Cowles is currently perfecting the third edition of “The Critical Experience” for a new publication deal with Palgrave Macmillan Publishing Company. Cowles said that, before “The Critical Experience” was accepted to be distributed by large publishing companies, he and the other authors of the text’s first edition had to self-publish the textbook.
Because of Palgrave’s acceptance and its international status, however, “The Critical Experience” has the chance to be distributed all across the world in almost every English-speaking country. But many students at FMU who have taken upper-level English courses may have already seen some sections of previous editions of “The Critical Experience” as required texts for certain courses. Many professors, including Cowles himself, have used the text as a requirement, and most students report having positive experiences with the text.
Cowles said that most texts covering literary criticisms and theories are simply too advanced and hard to understand for most people, especially students still beginning to read literature critically. He believes “The Critical Experience” is a good resource for students because, when he and the other writers were first beginning to draft the text’s chapters, they wanted to use the most student-friendly terms and examples to explain difficult literary criticisms and concepts that would be difficult to comprehend otherwise.

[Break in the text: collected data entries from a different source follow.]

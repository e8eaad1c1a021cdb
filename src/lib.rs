//! # llm-broker-worker
//!
//! A broker-mediated dispatch worker: it consumes chat-completion requests
//! from a durable queue, runs them against an OpenRouter-compatible upstream
//! through a rotating pool of API credentials, and publishes exactly one
//! response envelope per decodable request.
//!
//! ## Core components
//!
//! - [`credentials::CredentialPool`] — round-robin credential rotation with
//!   per-minute quotas and rate-limit cooldowns.
//! - [`upstream::UpstreamCaller`] — the HTTP client for the upstream chat
//!   completion endpoint, with in-process retry and error classification.
//! - [`queue`] — the broker plumbing: consumer, publisher, and the
//!   delay-requeue helper used for cross-attempt retry.
//! - [`dispatch::DispatchLoop`] — orchestrates the above per delivery and
//!   owns the ACK/NACK/requeue decision.
//!
//! ## Quick start
//!
//! ```no_run
//! use llm_broker_worker::config::Settings;
//!
//! #[tokio::main]
//! async fn main() -> Result<(), Box<dyn std::error::Error>> {
//!     let settings = Settings::from_env()?;
//!     println!("consuming from {}", settings.request_queue);
//!     Ok(())
//! }
//! ```

pub mod clock;
pub mod config;
pub mod credentials;
pub mod dispatch;
pub mod envelope;
pub mod error;
pub mod queue;
pub mod retry_policy;
pub mod retry_schedule;
pub mod upstream;

pub use config::{ConfigError, Settings};
pub use credentials::{CredentialPool, CredentialPoolConfig, CredentialStats};
pub use dispatch::DispatchLoop;
pub use envelope::{GenerationParameters, RequestEnvelope, ResponseEnvelope, ResponseStatus, TokenUsage};
pub use error::{BrokerError, DecodeError, WorkerError};
pub use queue::{DelayQueue, Delivery, LapinDelayQueue, Publisher, QueueConsumer, QueuePublisher};
pub use retry_policy::BackoffPolicy;
pub use retry_schedule::RetrySchedule;
pub use upstream::{GenerationResult, UpstreamCaller, UpstreamConfig, UpstreamGenerator};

Despite the difficulties that “The Critical Experience” faced during its early self-publication years, Cowles is proud of his publication history.
“I don’t think I’ve ever been completely turned down for the publication of any of my works,” Cowles said.

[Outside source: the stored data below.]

//! Delay-requeue helper (C7): TTL + dead-letter-exchange based delayed
//! redelivery, needing no broker scheduling plugin.

use crate::envelope::RequestEnvelope;
use crate::error::BrokerError;
use async_trait::async_trait;
use lapin::options::{BasicPublishOptions, QueueDeclareOptions};
use lapin::types::{AMQPValue, FieldTable};
use lapin::{BasicProperties, Channel, Connection, ConnectionProperties};
use tracing::info;

/// Abstraction over "requeue this envelope after a delay", mirrored as a
/// trait for the same reason as [`crate::queue::Publisher`]: dispatch-loop
/// tests run against an in-memory fake.
#[async_trait]
pub trait DelayQueue: Send + Sync {
    /// Publish a retry-incremented copy of `request` into the delay queue
    /// for `delay_seconds`. Does not touch the original delivery; the
    /// caller acks it only after this returns `Ok`.
    async fn requeue_with_delay(
        &self,
        request: &RequestEnvelope,
        delay_seconds: u64,
    ) -> Result<(), BrokerError>;
}

/// `lapin`-backed [`DelayQueue`] targeting a fixed original request queue.
pub struct LapinDelayQueue {
    channel: Channel,
    request_queue: String,
}

impl LapinDelayQueue {
    pub async fn connect(url: &str, request_queue: &str) -> Result<Self, BrokerError> {
        let connection = Connection::connect(url, ConnectionProperties::default()).await?;
        let channel = connection.create_channel().await?;
        Ok(Self {
            channel,
            request_queue: request_queue.to_string(),
        })
    }

    fn delay_queue_name(&self, delay_seconds: u64) -> String {
        delay_queue_name(&self.request_queue, delay_seconds)
    }
}

fn delay_queue_name(request_queue: &str, delay_seconds: u64) -> String {
    format!("{}.delay.{}s", request_queue, delay_seconds)
}

#[async_trait]
impl DelayQueue for LapinDelayQueue {
    async fn requeue_with_delay(
        &self,
        request: &RequestEnvelope,
        delay_seconds: u64,
    ) -> Result<(), BrokerError> {
        let retried = request.with_retry_incremented();
        let delay_queue_name = self.delay_queue_name(delay_seconds);

        let mut args = FieldTable::default();
        args.insert("x-dead-letter-exchange".into(), AMQPValue::LongString("".into()));
        args.insert(
            "x-dead-letter-routing-key".into(),
            AMQPValue::LongString(self.request_queue.clone().into()),
        );
        args.insert(
            "x-message-ttl".into(),
            AMQPValue::LongInt((delay_seconds * 1000) as i32),
        );

        self.channel
            .queue_declare(
                &delay_queue_name,
                QueueDeclareOptions {
                    durable: true,
                    ..Default::default()
                },
                args,
            )
            .await
            .map_err(|source| BrokerError::Publish {
                queue: delay_queue_name.clone(),
                source,
            })?;

        let body =
            serde_json::to_vec(&retried).expect("RequestEnvelope serializes infallibly");
        let properties = BasicProperties::default()
            .with_delivery_mode(2)
            .with_content_type("application/json".into())
            .with_correlation_id(retried.request_id.to_string().into());

        self.channel
            .basic_publish(
                "",
                &delay_queue_name,
                BasicPublishOptions::default(),
                &body,
                properties,
            )
            .await
            .map_err(|source| BrokerError::Publish {
                queue: delay_queue_name.clone(),
                source,
            })?;

        info!(
            request_id = %retried.request_id,
            delay_seconds,
            retry_count = retried.retry_count,
            delay_queue = %delay_queue_name,
            "requeued with delay"
        );
        Ok(())
    }
}

#[cfg(test)]
mod tests {
    use super::*;
    use crate::queue::fakes::FakeDelayQueue;

    #[test]
    fn delay_queue_name_embeds_delay() {
        assert_eq!(
            delay_queue_name("gemini.requests", 60),
            "gemini.requests.delay.60s"
        );
    }

    #[tokio::test]
    async fn fake_delay_queue_increments_retry_count() {
        let body = serde_json::json!({
            "request_id": "123e4567-e89b-12d3-a456-426614174000",
            "prompt": "hi",
            "model": "m",
            "callback_queue": "q",
            "retry_count": 1,
        })
        .to_string();
        let envelope = RequestEnvelope::decode(body.as_bytes()).unwrap();

        let fake = FakeDelayQueue::default();
        fake.requeue_with_delay(&envelope, 600).await.unwrap();

        let requeued = fake.requeued.lock().unwrap();
        assert_eq!(requeued[0].0.retry_count, 2);
        assert_eq!(requeued[0].1, 600);
    }
}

This perfect publication track record is promising for one of Cowles’ other current projects: a novel titled “Juniper Woman.” He is also fine-tuning a fully drafted book titled “Victorian Fiction and the Languages of Self Deceit.”
Despite all of the professional obligations Cowles has at FMU as a professor and researcher, he still manages to meet the needs of his large family and finds time for some of his favorite hobbies: collecting first editions of classic texts and playing piano.
Cowles said that one of the most important aspects of his life is helping his students grow and learn while continuing to grow and learn himself.
“My job is not to tell you how to think, it’s just to make you think outside of the customary boundaries,” Cowles said. “And I hope that I can help my students grow and learn every day, just like I keep learning from them.”